→ Exercise details
Copy every entry. Do not alter a single word.
+++
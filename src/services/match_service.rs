use std::path::Path;

use color_match::{
    Color, ColorSpace, MatchEngine, MatchOutcome, MatchRequest, Palette, Srgb, Summarizer,
};

use crate::error::AppError;
use crate::models::AppConfig;

/// Per-call overrides of the configured defaults.
///
/// Every field left as `None` falls back to the configuration.
#[derive(Debug, Clone, Default, PartialEq)]
pub struct MatchOverrides {
    pub space: Option<ColorSpace>,
    pub summarizer: Option<Summarizer>,
    pub clusters: Option<usize>,
    /// `Some(None)` disables resizing
    pub resize_to: Option<Option<u32>>,
    pub max_distance: Option<f64>,
    pub seed: Option<u64>,
}

/// Owns the palette engine built from configuration at startup.
///
/// The engine is immutable, so a `MatchService` can be shared by reference
/// between threads.
pub struct MatchService {
    config: AppConfig,
    engine: MatchEngine,
}

impl MatchService {
    pub fn new(config: AppConfig) -> Result<Self, AppError> {
        let palette = config.palette.build()?;
        let entries = palette.len();
        let engine = MatchEngine::new(palette)?;
        tracing::info!(entries, palette = %config.palette, "Palette ready");
        Ok(Self { config, engine })
    }

    pub fn config(&self) -> &AppConfig {
        &self.config
    }

    pub fn palette(&self) -> &Palette {
        self.engine.palette()
    }

    pub fn engine(&self) -> &MatchEngine {
        &self.engine
    }

    /// Combine configured defaults with `overrides`.
    ///
    /// The distance limit follows the effective space unless given
    /// explicitly. Cluster count and seed only affect the k-means summarizer;
    /// asking for clusters with no summarizer selected implies k-means, while
    /// an explicitly selected mean summarizer stays the mean.
    pub fn request(&self, overrides: &MatchOverrides) -> MatchRequest {
        let config = &self.config;
        let space = overrides.space.unwrap_or(config.default_space);

        let summarizer = match (overrides.summarizer, overrides.clusters) {
            (Some(summarizer), _) => config.apply_kmeans_settings(summarizer),
            (None, Some(_)) => config.apply_kmeans_settings(Summarizer::Dominant(Default::default())),
            (None, None) => config.summarizer(),
        };

        let mut request = MatchRequest::new()
            .space(space)
            .summarizer(summarizer)
            .resize_to(overrides.resize_to.unwrap_or(config.resize_to))
            .max_distance(
                overrides
                    .max_distance
                    .unwrap_or_else(|| config.max_distances.get(space)),
            );
        if let (Some(clusters), Summarizer::Dominant(_)) = (overrides.clusters, summarizer) {
            request = request.clusters(clusters);
        }
        if let Some(seed) = overrides.seed {
            request = request.seed(Some(seed));
        }
        request
    }

    pub fn match_bytes(
        &self,
        bytes: &[u8],
        request: &MatchRequest,
    ) -> Result<MatchOutcome, AppError> {
        Ok(self.engine.match_bytes(bytes, request)?)
    }

    pub fn match_file(&self, path: &Path, request: &MatchRequest) -> Result<MatchOutcome, AppError> {
        let bytes = read_image(path)?;
        let outcome = self.match_bytes(&bytes, request)?;
        tracing::debug!(path = %path.display(), ?outcome, "Matched image");
        Ok(outcome)
    }

    pub fn summarize_file(&self, path: &Path, request: &MatchRequest) -> Result<Srgb, AppError> {
        let bytes = read_image(path)?;
        Ok(self.engine.summarize(&bytes, request)?)
    }

    /// Match a hex color directly, without an image.
    pub fn match_hex(&self, hex: &str, request: &MatchRequest) -> Result<MatchOutcome, AppError> {
        let color: Srgb = hex.parse().map_err(|e: color_match::ParseColorError| {
            AppError::InvalidColor {
                input: hex.to_string(),
                message: e.to_string(),
            }
        })?;
        Ok(self.engine.match_color(
            Color::from(color),
            request.get_space(),
            request.effective_max_distance(),
        )?)
    }
}

fn read_image(path: &Path) -> Result<Vec<u8>, AppError> {
    std::fs::read(path).map_err(|source| AppError::ReadImage {
        path: path.to_path_buf(),
        source,
    })
}

#[cfg(test)]
mod tests {
    use super::*;
    use color_match::KmeansOptions;
    use pretty_assertions::assert_eq;

    fn service(yaml: &str) -> MatchService {
        MatchService::new(AppConfig::from_yaml_str(yaml).unwrap()).unwrap()
    }

    #[test]
    fn test_default_request() {
        let service = service("");
        let request = service.request(&MatchOverrides::default());
        assert_eq!(request, service.config().default_request());
        assert_eq!(request.effective_max_distance(), 0.2);
    }

    #[test]
    fn test_space_override_moves_limit() {
        let service = service("max_distances:\n  lab: 15\n");
        let request = service.request(&MatchOverrides {
            space: Some(ColorSpace::Lab),
            ..Default::default()
        });
        assert_eq!(request.get_space(), ColorSpace::Lab);
        assert_eq!(request.effective_max_distance(), 15.0);

        let request = service.request(&MatchOverrides {
            space: Some(ColorSpace::Lab),
            max_distance: Some(3.0),
            ..Default::default()
        });
        assert_eq!(request.effective_max_distance(), 3.0);
    }

    #[test]
    fn test_kmeans_overrides() {
        let service = service("clusters: 4\nseed: 7\n");

        let request = service.request(&MatchOverrides {
            summarizer: Some(Summarizer::Dominant(KmeansOptions::default())),
            ..Default::default()
        });
        assert_eq!(
            request.get_summarizer(),
            &Summarizer::Dominant(KmeansOptions {
                clusters: 4,
                max_iterations: 10,
                seed: Some(7),
            })
        );

        // Clusters alone imply k-means; the seed override wins over config
        let request = service.request(&MatchOverrides {
            clusters: Some(2),
            seed: Some(99),
            ..Default::default()
        });
        assert_eq!(
            request.get_summarizer(),
            &Summarizer::Dominant(KmeansOptions {
                clusters: 2,
                max_iterations: 10,
                seed: Some(99),
            })
        );
    }

    #[test]
    fn test_explicit_mean_ignores_clusters() {
        let kmeans_default = service("default_summarizer: kmeans\n");
        let request = kmeans_default.request(&MatchOverrides {
            summarizer: Some(Summarizer::Mean),
            clusters: Some(3),
            seed: Some(5),
            ..Default::default()
        });
        assert_eq!(request.get_summarizer(), &Summarizer::Mean);

        // Clusters without a summarizer still switch a mean default to k-means
        let mean_default = service("");
        let request = mean_default.request(&MatchOverrides {
            clusters: Some(3),
            ..Default::default()
        });
        assert_eq!(request.get_summarizer().name(), "kmeans");
    }

    #[test]
    fn test_resize_override() {
        let service = service("");
        let request = service.request(&MatchOverrides {
            resize_to: Some(None),
            ..Default::default()
        });
        assert_eq!(request.get_resize_to(), None);
    }

    #[test]
    fn test_match_hex() {
        let service = service("palette: html4");
        let request = service.request(&MatchOverrides::default());

        let outcome = service.match_hex("#000080", &request).unwrap();
        assert_eq!(outcome.name(), Some("navy"));
        assert_eq!(outcome.distance(), 0.0);

        let err = service.match_hex("#00008", &request).unwrap_err();
        assert!(matches!(err, AppError::InvalidColor { .. }));
    }

    #[test]
    fn test_match_file_missing() {
        let service = service("palette: html4");
        let request = service.request(&MatchOverrides::default());
        let err = service
            .match_file(Path::new("/nonexistent/image.png"), &request)
            .unwrap_err();
        assert!(matches!(err, AppError::ReadImage { .. }));
    }

    #[test]
    fn test_invalid_palette_is_fatal() {
        let config = AppConfig::from_yaml_str("palette:\n  bogus: not-a-hex-color\n").unwrap();
        let err = MatchService::new(config).err().unwrap();
        assert!(matches!(err, AppError::Config(_)));
        assert!(err.to_string().contains("bogus"), "{err}");
    }
}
+++
→ Response area
filename src/services/match_service.rs
use std::path::Path;

use color_match::{
    Color, ColorSpace, MatchEngine, MatchOutcome, MatchRequest, Palette, Srgb, Summarizer,
};

use crate::error::AppError;
use crate::models::AppConfig;

/// Per-call overrides of the configured defaults.
///
/// Every field left as `None` falls back to the configuration.
#[derive(Debug, Clone, Default, PartialEq)]
pub struct MatchOverrides {
    pub space: Option<ColorSpace>,
    pub summarizer: Option<Summarizer>,
    pub clusters: Option<usize>,
    /// `Some(None)` disables resizing
    pub resize_to: Option<Option<u32>>,
    pub max_distance: Option<f64>,
    pub seed: Option<u64>,
}

/// Owns the palette engine built from configuration at startup.
///
/// The engine is immutable, so a `MatchService` can be shared by reference
/// between threads.
pub struct MatchService {
    config: AppConfig,
    engine: MatchEngine,
}

impl MatchService {
    pub fn new(config: AppConfig) -> Result<Self, AppError> {
        let palette = config.palette.build()?;
        let entries = palette.len();
        let engine = MatchEngine::new(palette)?;
        tracing::info!(entries, palette = %config.palette, "Palette ready");
        Ok(Self { config, engine })
    }

    pub fn config(&self) -> &AppConfig {
        &self.config
    }

    pub fn palette(&self) -> &Palette {
        self.engine.palette()
    }

    pub fn engine(&self) -> &MatchEngine {
        &self.engine
    }

    /// Combine configured defaults with `overrides`.
    ///
    /// The distance limit follows the effective space unless given
    /// explicitly. Cluster count and seed only affect the k-means summarizer;
    /// asking for clusters with no summarizer selected implies k-means, while
    /// an explicitly selected mean summarizer stays the mean.
    pub fn request(&self, overrides: &MatchOverrides) -> MatchRequest {
        let config = &self.config;
        let space = overrides.space.unwrap_or(config.default_space);

        let summarizer = match (overrides.summarizer, overrides.clusters) {
            (Some(summarizer), _) => config.apply_kmeans_settings(summarizer),
            (None, Some(_)) => config.apply_kmeans_settings(Summarizer::Dominant(Default::default())),
            (None, None) => config.summarizer(),
        };

        let mut request = MatchRequest::new()
            .space(space)
            .summarizer(summarizer)
            .resize_to(overrides.resize_to.unwrap_or(config.resize_to))
            .max_distance(
                overrides
                    .max_distance
                    .unwrap_or_else(|| config.max_distances.get(space)),
            );
        if let (Some(clusters), Summarizer::Dominant(_)) = (overrides.clusters, summarizer) {
            request = request.clusters(clusters);
        }
        if let Some(seed) = overrides.seed {
            request = request.seed(Some(seed));
        }
        request
    }

    pub fn match_bytes(
        &self,
        bytes: &[u8],
        request: &MatchRequest,
    ) -> Result<MatchOutcome, AppError> {
        Ok(self.engine.match_bytes(bytes, request)?)
    }

    pub fn match_file(&self, path: &Path, request: &MatchRequest) -> Result<MatchOutcome, AppError> {
        let bytes = read_image(path)?;
        let outcome = self.match_bytes(&bytes, request)?;
        tracing::debug!(path = %path.display(), ?outcome, "Matched image");
        Ok(outcome)
    }

    pub fn summarize_file(&self, path: &Path, request: &MatchRequest) -> Result<Srgb, AppError> {
        let bytes = read_image(path)?;
        Ok(self.engine.summarize(&bytes, request)?)
    }

    /// Match a hex color directly, without an image.
    pub fn match_hex(&self, hex: &str, request: &MatchRequest) -> Result<MatchOutcome, AppError> {
        let color: Srgb = hex.parse().map_err(|e: color_match::ParseColorError| {
            AppError::InvalidColor {
                input: hex.to_string(),
                message: e.to_string(),
            }
        })?;
        Ok(self.engine.match_color(
            Color::from(color),
            request.get_space(),
            request.effective_max_distance(),
        )?)
    }
}

fn read_image(path: &Path) -> Result<Vec<u8>, AppError> {
    std::fs::read(path).map_err(|source| AppError::ReadImage {
        path: path.to_path_buf(),
        source,
    })
}

#[cfg(test)]
mod tests {
    use super::*;
    use color_match::KmeansOptions;
    use pretty_assertions::assert_eq;

    fn service(yaml: &str) -> MatchService {
        MatchService::new(AppConfig::from_yaml_str(yaml).unwrap()).unwrap()
    }

    #[test]
    fn test_default_request() {
        let service = service("");
        let request = service.request(&MatchOverrides::default());
        assert_eq!(request, service.config().default_request());
        assert_eq!(request.effective_max_distance(), 0.2);
    }

    #[test]
    fn test_space_override_moves_limit() {
        let service = service("max_distances:\n  lab: 15\n");
        let request = service.request(&MatchOverrides {
            space: Some(ColorSpace::Lab),
            ..Default::default()
        });
        assert_eq!(request.get_space(), ColorSpace::Lab);
        assert_eq!(request.effective_max_distance(), 15.0);

        let request = service.request(&MatchOverrides {
            space: Some(ColorSpace::Lab),
            max_distance: Some(3.0),
            ..Default::default()
        });
        assert_eq!(request.effective_max_distance(), 3.0);
    }

    #[test]
    fn test_kmeans_overrides() {
        let service = service("clusters: 4\nseed: 7\n");

        let request = service.request(&MatchOverrides {
            summarizer: Some(Summarizer::Dominant(KmeansOptions::default())),
            ..Default::default()
        });
        assert_eq!(
            request.get_summarizer(),
            &Summarizer::Dominant(KmeansOptions {
                clusters: 4,
                max_iterations: 10,
                seed: Some(7),
            })
        );

        // Clusters alone imply k-means; the seed override wins over config
        let request = service.request(&MatchOverrides {
            clusters: Some(2),
            seed: Some(99),
            ..Default::default()
        });
        assert_eq!(
            request.get_summarizer(),
            &Summarizer::Dominant(KmeansOptions {
                clusters: 2,
                max_iterations: 10,
                seed: Some(99),
            })
        );
    }

    #[test]
    fn test_explicit_mean_ignores_clusters() {
        let kmeans_default = service("default_summarizer: kmeans\n");
        let request = kmeans_default.request(&MatchOverrides {
            summarizer: Some(Summarizer::Mean),
            clusters: Some(3),
            seed: Some(5),
            ..Default::default()
        });
        assert_eq!(request.get_summarizer(), &Summarizer::Mean);

        // Clusters without a summarizer still switch a mean default to k-means
        let mean_default = service("");
        let request = mean_default.request(&MatchOverrides {
            clusters: Some(3),
            ..Default::default()
        });
        assert_eq!(request.get_summarizer().name(), "kmeans");
    }

    #[test]
    fn test_resize_override() {
        let service = service("");
        let request = service.request(&MatchOverrides {
            resize_to: Some(None),
            ..Default::default()
        });
        assert_eq!(request.get_resize_to(), None);
    }

    #[test]
    fn test_match_hex() {
        let service = service("palette: html4");
        let request = service.request(&MatchOverrides::default());

        let outcome = service.match_hex("#000080", &request).unwrap();
        assert_eq!(outcome.name(), Some("navy"));
        assert_eq!(outcome.distance(), 0.0);

        let err = service.match_hex("#00008", &request).unwrap_err();
        assert!(matches!(err, AppError::InvalidColor { .. }));
    }

    #[test]
    fn test_match_file_missing() {
        let service = service("palette: html4");
        let request = service.request(&MatchOverrides::default());
        let err = service
            .match_file(Path::new("/nonexistent/image.png"), &request)
            .unwrap_err();
        assert!(matches!(err, AppError::ReadImage { .. }));
    }

    #[test]
    fn test_invalid_palette_is_fatal() {
        let config = AppConfig::from_yaml_str("palette:\n  bogus: not-a-hex-color\n").unwrap();
        let err = MatchService::new(config).err().unwrap();
        assert!(matches!(err, AppError::Config(_)));
        assert!(err.to_string().contains("bogus"), "{err}");
    }
}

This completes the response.